Problem requirements:
Of all the lines in the material, tally those containing the string "LegendURL", and report nothing but the total.

Recorded data:
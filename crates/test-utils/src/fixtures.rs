//! Common test fixtures: capabilities documents and persisted envelopes.

/// Capabilities documents as served by real WMS/WMTS endpoints.
pub mod capabilities {
    /// WMTS 1.0.0 with two layers and two matrix sets.
    ///
    /// The Web Mercator matrices are deliberately listed out of zoom order.
    pub const WMTS_BASIC: &str = r#"<?xml version="1.0" encoding="UTF-8"?>
<Capabilities xmlns="http://www.opengis.net/wmts/1.0"
    xmlns:ows="http://www.opengis.net/ows/1.1"
    xmlns:xlink="http://www.w3.org/1999/xlink"
    version="1.0.0">
  <ows:ServiceIdentification>
    <ows:Title>Demo Tiles</ows:Title>
    <ows:Abstract>Orthophotos &amp; topography</ows:Abstract>
    <ows:Keywords>
      <ows:Keyword>imagery</ows:Keyword>
      <ows:Keyword>basemap</ows:Keyword>
    </ows:Keywords>
    <ows:ServiceType>OGC WMTS</ows:ServiceType>
    <ows:ServiceTypeVersion>1.0.0</ows:ServiceTypeVersion>
  </ows:ServiceIdentification>
  <ows:OperationsMetadata>
    <ows:Operation name="GetCapabilities">
      <ows:DCP><ows:HTTP><ows:Get xlink:href="https://tiles.example.com/wmts?"/></ows:HTTP></ows:DCP>
    </ows:Operation>
    <ows:Operation name="GetTile">
      <ows:DCP>
        <ows:HTTP>
          <ows:Get xlink:href="https://tiles.example.com/wmts?">
            <ows:Constraint name="GetEncoding">
              <ows:AllowedValues><ows:Value>KVP</ows:Value></ows:AllowedValues>
            </ows:Constraint>
          </ows:Get>
        </ows:HTTP>
      </ows:DCP>
    </ows:Operation>
  </ows:OperationsMetadata>
  <Contents>
    <Layer>
      <ows:Title>Orthophotos</ows:Title>
      <ows:Identifier>ortho</ows:Identifier>
      <ows:WGS84BoundingBox>
        <ows:LowerCorner>-5.5 41.0</ows:LowerCorner>
        <ows:UpperCorner>10.0 51.5</ows:UpperCorner>
      </ows:WGS84BoundingBox>
      <Style isDefault="false">
        <ows:Title>Infrared</ows:Title>
        <ows:Identifier>infrared</ows:Identifier>
      </Style>
      <Style isDefault="true">
        <ows:Title>Natural</ows:Title>
        <ows:Identifier>normal</ows:Identifier>
        <LegendURL format="image/png" xlink:href="https://tiles.example.com/legend/ortho.png"/>
      </Style>
      <Format>image/jpeg</Format>
      <Format>image/png</Format>
      <TileMatrixSetLink><TileMatrixSet>WGS84</TileMatrixSet></TileMatrixSetLink>
      <TileMatrixSetLink><TileMatrixSet>PM</TileMatrixSet></TileMatrixSetLink>
      <Dimension>
        <ows:Identifier>Time</ows:Identifier>
        <ows:UOM>ISO8601</ows:UOM>
        <Default>2024-01-15</Default>
        <Value>2024-01-15</Value>
        <Value>2023-06-01</Value>
      </Dimension>
      <ResourceURL format="image/png" resourceType="FeatureInfo" template="https://tiles.example.com/info/ortho/{TileMatrix}/{TileRow}/{TileCol}/{J}/{I}.xml"/>
      <ResourceURL format="image/jpeg" resourceType="tile" template="https://tiles.example.com/rest/ortho/{Style}/{Time}/{TileMatrixSet}/{TileMatrix}/{TileRow}/{TileCol}.jpg"/>
      <ResourceURL format="image/png" resourceType="tile" template="https://tiles.example.com/rest/ortho/{Style}/{Time}/{TileMatrixSet}/{TileMatrix}/{TileRow}/{TileCol}.png"/>
    </Layer>
    <Layer>
      <ows:Title>Admin boundaries</ows:Title>
      <ows:Identifier>admin</ows:Identifier>
      <Style isDefault="true"><ows:Identifier>default</ows:Identifier></Style>
      <Format>image/png</Format>
      <TileMatrixSetLink><TileMatrixSet>PM</TileMatrixSet></TileMatrixSetLink>
    </Layer>
    <TileMatrixSet>
      <ows:Identifier>PM</ows:Identifier>
      <ows:SupportedCRS>urn:ogc:def:crs:EPSG::3857</ows:SupportedCRS>
      <WellKnownScaleSet>urn:ogc:def:wkss:OGC:1.0:GoogleMapsCompatible</WellKnownScaleSet>
      <TileMatrix>
        <ows:Identifier>1</ows:Identifier>
        <ScaleDenominator>279541132.0143589</ScaleDenominator>
        <TopLeftCorner>-20037508.3427892 20037508.3427892</TopLeftCorner>
        <TileWidth>256</TileWidth>
        <TileHeight>256</TileHeight>
        <MatrixWidth>2</MatrixWidth>
        <MatrixHeight>2</MatrixHeight>
      </TileMatrix>
      <TileMatrix>
        <ows:Identifier>0</ows:Identifier>
        <ScaleDenominator>559082264.0287178</ScaleDenominator>
        <TopLeftCorner>-20037508.3427892 20037508.3427892</TopLeftCorner>
        <TileWidth>256</TileWidth>
        <TileHeight>256</TileHeight>
        <MatrixWidth>1</MatrixWidth>
        <MatrixHeight>1</MatrixHeight>
      </TileMatrix>
      <TileMatrix>
        <ows:Identifier>2</ows:Identifier>
        <ScaleDenominator>139770566.0071794</ScaleDenominator>
        <TopLeftCorner>-20037508.3427892 20037508.3427892</TopLeftCorner>
        <TileWidth>256</TileWidth>
        <TileHeight>256</TileHeight>
        <MatrixWidth>4</MatrixWidth>
        <MatrixHeight>4</MatrixHeight>
      </TileMatrix>
    </TileMatrixSet>
    <TileMatrixSet>
      <ows:Identifier>WGS84</ows:Identifier>
      <ows:SupportedCRS>urn:ogc:def:crs:EPSG::4326</ows:SupportedCRS>
      <TileMatrix>
        <ows:Identifier>0</ows:Identifier>
        <ScaleDenominator>279541132.0143589</ScaleDenominator>
        <TopLeftCorner>90 -180</TopLeftCorner>
        <TileWidth>256</TileWidth>
        <TileHeight>256</TileHeight>
        <MatrixWidth>2</MatrixWidth>
        <MatrixHeight>1</MatrixHeight>
      </TileMatrix>
    </TileMatrixSet>
  </Contents>
</Capabilities>
"#;

    /// WMTS document without any ResourceURL, forcing KVP templates.
    pub const WMTS_KVP_ONLY: &str = r#"<?xml version="1.0" encoding="UTF-8"?>
<Capabilities xmlns="http://www.opengis.net/wmts/1.0" xmlns:ows="http://www.opengis.net/ows/1.1" xmlns:xlink="http://www.w3.org/1999/xlink" version="1.0.0">
  <ows:OperationsMetadata>
    <ows:Operation name="GetTile">
      <ows:DCP><ows:HTTP><ows:Get xlink:href="https://kvp.example.com/service/wmts?"/></ows:HTTP></ows:DCP>
    </ows:Operation>
  </ows:OperationsMetadata>
  <Contents>
    <Layer>
      <ows:Identifier>roads</ows:Identifier>
      <Style><ows:Identifier>default</ows:Identifier></Style>
      <Format>image/png; mode=8bit</Format>
      <TileMatrixSetLink><TileMatrixSet>GoogleMapsCompatible</TileMatrixSet></TileMatrixSetLink>
    </Layer>
    <TileMatrixSet>
      <ows:Identifier>GoogleMapsCompatible</ows:Identifier>
      <ows:SupportedCRS>EPSG:3857</ows:SupportedCRS>
      <TileMatrix>
        <ows:Identifier>GoogleMapsCompatible:0</ows:Identifier>
        <ScaleDenominator>559082264.0287178</ScaleDenominator>
        <TopLeftCorner>-20037508.3427892 20037508.3427892</TopLeftCorner>
        <TileWidth>512</TileWidth>
        <TileHeight>512</TileHeight>
        <MatrixWidth>1</MatrixWidth>
        <MatrixHeight>1</MatrixHeight>
      </TileMatrix>
    </TileMatrixSet>
  </Contents>
</Capabilities>
"#;

    /// Syntactically valid WMTS document with no layers.
    pub const WMTS_EMPTY: &str = r#"<?xml version="1.0"?>
<Capabilities xmlns="http://www.opengis.net/wmts/1.0" version="1.0.0"><Contents/></Capabilities>"#;

    /// WMS 1.3.0 with a nested layer tree.
    pub const WMS_130: &str = r#"<?xml version="1.0" encoding="UTF-8"?>
<WMS_Capabilities version="1.3.0" xmlns="http://www.opengis.net/wms" xmlns:xlink="http://www.w3.org/1999/xlink">
  <Service>
    <Name>WMS</Name>
    <Title>Weather Maps</Title>
    <Abstract>Forecast layers</Abstract>
    <KeywordList>
      <Keyword>weather</Keyword>
      <Keyword>forecast</Keyword>
    </KeywordList>
  </Service>
  <Capability>
    <Request>
      <GetCapabilities>
        <Format>text/xml</Format>
      </GetCapabilities>
      <GetMap>
        <Format>image/png</Format>
        <Format>image/jpeg</Format>
        <DCPType><HTTP><Get><OnlineResource xlink:type="simple" xlink:href="https://maps.example.com/wms?"/></Get></HTTP></DCPType>
      </GetMap>
    </Request>
    <Layer>
      <Title>Root</Title>
      <CRS>EPSG:4326</CRS>
      <CRS>EPSG:3857</CRS>
      <EX_GeographicBoundingBox>
        <westBoundLongitude>-180</westBoundLongitude>
        <eastBoundLongitude>180</eastBoundLongitude>
        <southBoundLatitude>-90</southBoundLatitude>
        <northBoundLatitude>90</northBoundLatitude>
      </EX_GeographicBoundingBox>
      <Style>
        <Name>default</Name>
        <Title>Default</Title>
      </Style>
      <Layer queryable="1">
        <Name>temperature</Name>
        <Title>Air temperature</Title>
        <CRS>EPSG:32632</CRS>
        <BoundingBox CRS="EPSG:3857" minx="-1000" miny="-2000" maxx="1000" maxy="2000"/>
        <Dimension name="time" units="ISO8601" default="2024-01-15T12:00:00Z">2024-01-15T12:00:00Z,2024-01-15T18:00:00Z</Dimension>
        <Style>
          <Name>gradient</Name>
          <Title>Gradient</Title>
          <LegendURL width="20" height="200">
            <Format>image/png</Format>
            <OnlineResource xlink:type="simple" xlink:href="https://maps.example.com/legend/temperature.png"/>
          </LegendURL>
        </Style>
      </Layer>
      <Layer>
        <Title>Group</Title>
        <Layer>
          <Name>wind</Name>
          <Title>Wind</Title>
        </Layer>
      </Layer>
    </Layer>
  </Capability>
</WMS_Capabilities>
"#;

    /// WMS 1.1.1 using SRS and LatLonBoundingBox.
    pub const WMS_111: &str = r#"<?xml version="1.0" encoding="UTF-8"?>
<!DOCTYPE WMT_MS_Capabilities SYSTEM "http://schemas.opengis.net/wms/1.1.1/WMS_MS_Capabilities.dtd">
<WMT_MS_Capabilities version="1.1.1">
  <Service>
    <Name>OGC:WMS</Name>
    <Title>Legacy Server</Title>
  </Service>
  <Capability>
    <Request>
      <GetMap>
        <Format>image/gif</Format>
        <DCPType><HTTP><Get><OnlineResource xmlns:xlink="http://www.w3.org/1999/xlink" xlink:href="http://legacy.example.com/cgi-bin/wms?"/></Get></HTTP></DCPType>
      </GetMap>
    </Request>
    <Layer>
      <Name>countries</Name>
      <Title>Countries</Title>
      <SRS>EPSG:4326</SRS>
      <LatLonBoundingBox minx="-180" miny="-90" maxx="180" maxy="90"/>
    </Layer>
  </Capability>
</WMT_MS_Capabilities>
"#;

    /// An OWS exception report returned instead of capabilities.
    pub const OWS_EXCEPTION: &str = r#"<?xml version="1.0" encoding="UTF-8"?>
<ows:ExceptionReport xmlns:ows="http://www.opengis.net/ows/1.1" version="1.0.0">
  <ows:Exception exceptionCode="InvalidParameterValue" locator="service">
    <ows:ExceptionText>Unknown service</ows:ExceptionText>
  </ows:Exception>
</ows:ExceptionReport>"#;

    /// Truncated document.
    pub const MALFORMED: &str = r#"<?xml version="1.0"?>
<Capabilities version="1.0.0"><Contents><Layer><ows:Identifier>x</ows:Identifier></Contents>"#;
}

/// Persisted layer envelopes as they would come back from storage.
pub mod envelopes {
    use serde_json::{json, Value};

    /// Minimal WMS envelope with `layers` stored as a plain string.
    pub fn wms_minimal() -> Value {
        json!({
            "_version": 1,
            "_type": "wms-raster",
            "id": "t",
            "baseUrl": "https://h/wms",
            "layers": "l"
        })
    }

    /// XYZ envelope with every optional field populated.
    pub fn xyz_full() -> Value {
        json!({
            "_version": 1,
            "_type": "xyz-raster",
            "id": "osm",
            "title": "OpenStreetMap",
            "attribution": "© OpenStreetMap contributors",
            "opacity": 0.8,
            "minZoom": 0,
            "maxZoom": 19,
            "urlTemplate": "https://{s}.tile.openstreetmap.org/{z}/{x}/{y}.png",
            "subdomains": ["a", "b", "c"],
            "tms": false,
            "tileSize": 256
        })
    }
}
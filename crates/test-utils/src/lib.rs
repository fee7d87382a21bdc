//! Shared test utilities for the raster-sources workspace.
//!
//! This crate provides common testing infrastructure including:
//! - Capabilities documents in both supported dialects
//! - Persisted layer envelopes
//! - Float assertion macros
//!
//! # Usage
//!
//! Add to your crate's `Cargo.toml`:
//!
//! ```toml
//! [dev-dependencies]
//! test-utils = { path = "../test-utils" }
//! ```
//!
//! Then import in your tests:
//!
//! ```ignore
//! use test_utils::{assert_approx_eq, fixtures};
//! ```

pub mod fixtures;

pub use fixtures::*;

/// Macro for approximate floating-point equality assertions.
///
/// # Usage
///
/// ```ignore
/// use test_utils::assert_approx_eq;
///
/// assert_approx_eq!(1.0001_f64, 1.0_f64, 0.001_f64); // passes
/// assert_approx_eq!(1.1_f32, 1.0_f32, 0.001_f32);    // fails
/// ```
#[macro_export]
macro_rules! assert_approx_eq {
    ($left:expr, $right:expr, $epsilon:expr) => {{
        let left: f64 = $left as f64;
        let right: f64 = $right as f64;
        let epsilon: f64 = $epsilon as f64;
        let diff = (left - right).abs();
        if diff > epsilon {
            panic!(
                "assertion failed: `(left ≈ right)`\n  left: `{:?}`,\n right: `{:?}`,\n  diff: `{:?}` > epsilon `{:?}`",
                left, right, diff, epsilon
            );
        }
    }};
}

#[cfg(test)]
mod tests {
    use super::*;

    #[test]
    fn test_assert_approx_eq_passes() {
        assert_approx_eq!(1.0001, 1.0, 0.001);
        assert_approx_eq!(0.0, 0.0, 0.0001);
        assert_approx_eq!(-5.5, -5.500001, 0.0001);
    }

    #[test]
    #[should_panic(expected = "assertion failed")]
    fn test_assert_approx_eq_fails() {
        assert_approx_eq!(1.1, 1.0, 0.001);
    }
}
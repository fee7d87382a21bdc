//! Bounding box types and operations.

use serde::{Deserialize, Serialize};

use crate::crs::AxisOrder;

/// A geographic or projected bounding box.
///
/// For geographic CRS (EPSG:4326, CRS:84), coordinates are in degrees.
/// For projected CRS (EPSG:3857, etc.), coordinates are in meters.
#[derive(Debug, Clone, Copy, PartialEq, Serialize, Deserialize)]
pub struct BoundingBox {
    pub min_x: f64,
    pub min_y: f64,
    pub max_x: f64,
    pub max_y: f64,
}

impl BoundingBox {
    /// Create a new bounding box from corner coordinates.
    pub fn new(min_x: f64, min_y: f64, max_x: f64, max_y: f64) -> Self {
        Self {
            min_x,
            min_y,
            max_x,
            max_y,
        }
    }

    /// `[minX, minY, maxX, maxY]`
    pub fn to_array(&self) -> [f64; 4] {
        [self.min_x, self.min_y, self.max_x, self.max_y]
    }

    /// Serialize for a `BBOX`/`bbox` query parameter in the given axis order.
    ///
    /// This is the last step before URL construction; the box itself is
    /// always stored as `minx,miny,maxx,maxy`.
    pub fn to_wms_string(&self, order: AxisOrder) -> String {
        match order {
            AxisOrder::XY => format!(
                "{},{},{},{}",
                self.min_x, self.min_y, self.max_x, self.max_y
            ),
            AxisOrder::LatLon => format!(
                "{},{},{},{}",
                self.min_y, self.min_x, self.max_y, self.max_x
            ),
        }
    }
}

#[cfg(test)]
mod tests {
    use super::*;

    #[test]
    fn test_axis_ordered_string() {
        let bbox = BoundingBox::new(-180.0, -90.0, 180.0, 90.0);
        assert_eq!(bbox.to_wms_string(AxisOrder::XY), "-180,-90,180,90");
        assert_eq!(bbox.to_wms_string(AxisOrder::LatLon), "-90,-180,90,180");
    }
}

Answer box:
3